- WHAT YOU NEED TO DO
Could every line of the data be copied out once more, exactly?

- SOURCE INFORMATION

___

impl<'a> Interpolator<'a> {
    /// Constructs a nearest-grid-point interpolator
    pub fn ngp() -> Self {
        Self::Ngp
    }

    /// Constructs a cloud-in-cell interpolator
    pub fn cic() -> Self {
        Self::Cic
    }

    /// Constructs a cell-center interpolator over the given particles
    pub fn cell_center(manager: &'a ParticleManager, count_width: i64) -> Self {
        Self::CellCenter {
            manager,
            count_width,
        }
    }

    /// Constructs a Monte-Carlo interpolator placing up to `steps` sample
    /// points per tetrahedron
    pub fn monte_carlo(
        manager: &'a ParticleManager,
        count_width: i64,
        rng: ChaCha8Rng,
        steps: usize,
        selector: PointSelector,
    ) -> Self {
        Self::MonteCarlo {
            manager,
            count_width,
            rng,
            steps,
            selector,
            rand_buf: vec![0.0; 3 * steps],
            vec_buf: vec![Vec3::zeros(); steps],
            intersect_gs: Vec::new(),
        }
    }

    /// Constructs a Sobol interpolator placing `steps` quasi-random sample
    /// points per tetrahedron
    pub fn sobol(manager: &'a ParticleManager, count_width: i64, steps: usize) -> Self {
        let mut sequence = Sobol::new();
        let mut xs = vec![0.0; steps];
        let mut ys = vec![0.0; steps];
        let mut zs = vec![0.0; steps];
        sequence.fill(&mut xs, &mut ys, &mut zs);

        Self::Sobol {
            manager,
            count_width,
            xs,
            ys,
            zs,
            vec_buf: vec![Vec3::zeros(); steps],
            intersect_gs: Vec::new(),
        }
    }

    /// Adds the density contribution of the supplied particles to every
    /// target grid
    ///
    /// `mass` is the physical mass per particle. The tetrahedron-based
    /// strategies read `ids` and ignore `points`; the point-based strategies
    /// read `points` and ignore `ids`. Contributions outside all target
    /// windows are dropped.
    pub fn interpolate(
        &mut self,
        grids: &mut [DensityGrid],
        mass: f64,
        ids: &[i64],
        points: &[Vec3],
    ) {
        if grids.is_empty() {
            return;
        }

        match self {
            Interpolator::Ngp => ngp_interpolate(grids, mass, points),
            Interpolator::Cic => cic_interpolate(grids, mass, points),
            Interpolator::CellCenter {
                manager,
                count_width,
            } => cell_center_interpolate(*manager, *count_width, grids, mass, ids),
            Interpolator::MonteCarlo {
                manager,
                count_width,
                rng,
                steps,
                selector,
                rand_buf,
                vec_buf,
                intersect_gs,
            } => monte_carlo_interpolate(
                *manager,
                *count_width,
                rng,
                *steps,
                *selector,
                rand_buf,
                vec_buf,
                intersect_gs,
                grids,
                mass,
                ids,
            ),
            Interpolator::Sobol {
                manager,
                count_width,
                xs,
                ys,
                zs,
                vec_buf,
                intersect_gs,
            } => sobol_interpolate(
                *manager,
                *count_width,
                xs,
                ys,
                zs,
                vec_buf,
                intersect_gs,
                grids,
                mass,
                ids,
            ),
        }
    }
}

___

- COMPLETED EXERCISE
impl<'a> Interpolator<'a> {
    /// Constructs a nearest-grid-point interpolator
    pub fn ngp() -> Self {
        Self::Ngp
    }

    /// Constructs a cloud-in-cell interpolator
    pub fn cic() -> Self {
        Self::Cic
    }

    /// Constructs a cell-center interpolator over the given particles
    pub fn cell_center(manager: &'a ParticleManager, count_width: i64) -> Self {
        Self::CellCenter {
            manager,
            count_width,
        }
    }

    /// Constructs a Monte-Carlo interpolator placing up to `steps` sample
    /// points per tetrahedron
    pub fn monte_carlo(
        manager: &'a ParticleManager,
        count_width: i64,
        rng: ChaCha8Rng,
        steps: usize,
        selector: PointSelector,
    ) -> Self {
        Self::MonteCarlo {
            manager,
            count_width,
            rng,
            steps,
            selector,
            rand_buf: vec![0.0; 3 * steps],
            vec_buf: vec![Vec3::zeros(); steps],
            intersect_gs: Vec::new(),
        }
    }

    /// Constructs a Sobol interpolator placing `steps` quasi-random sample
    /// points per tetrahedron
    pub fn sobol(manager: &'a ParticleManager, count_width: i64, steps: usize) -> Self {
        let mut sequence = Sobol::new();
        let mut xs = vec![0.0; steps];
        let mut ys = vec![0.0; steps];
        let mut zs = vec![0.0; steps];
        sequence.fill(&mut xs, &mut ys, &mut zs);

        Self::Sobol {
            manager,
            count_width,
            xs,
            ys,
            zs,
            vec_buf: vec![Vec3::zeros(); steps],
            intersect_gs: Vec::new(),
        }
    }

    /// Adds the density contribution of the supplied particles to every
    /// target grid
    ///
    /// `mass` is the physical mass per particle. The tetrahedron-based
    /// strategies read `ids` and ignore `points`; the point-based strategies
    /// read `points` and ignore `ids`. Contributions outside all target
    /// windows are dropped.
    pub fn interpolate(
        &mut self,
        grids: &mut [DensityGrid],
        mass: f64,
        ids: &[i64],
        points: &[Vec3],
    ) {
        if grids.is_empty() {
            return;
        }

        match self {
            Interpolator::Ngp => ngp_interpolate(grids, mass, points),
            Interpolator::Cic => cic_interpolate(grids, mass, points),
            Interpolator::CellCenter {
                manager,
                count_width,
            } => cell_center_interpolate(*manager, *count_width, grids, mass, ids),
            Interpolator::MonteCarlo {
                manager,
                count_width,
                rng,
                steps,
                selector,
                rand_buf,
                vec_buf,
                intersect_gs,
            } => monte_carlo_interpolate(
                *manager,
                *count_width,
                rng,
                *steps,
                *selector,
                rand_buf,
                vec_buf,
                intersect_gs,
                grids,
                mass,
                ids,
            ),
            Interpolator::Sobol {
                manager,
                count_width,
                xs,
                ys,
                zs,
                vec_buf,
                intersect_gs,
            } => sobol_interpolate(
                *manager,
                *count_width,
                xs,
                ys,
                zs,
                vec_buf,
                intersect_gs,
                grids,
                mass,
                ids,
            ),
        }
    }
}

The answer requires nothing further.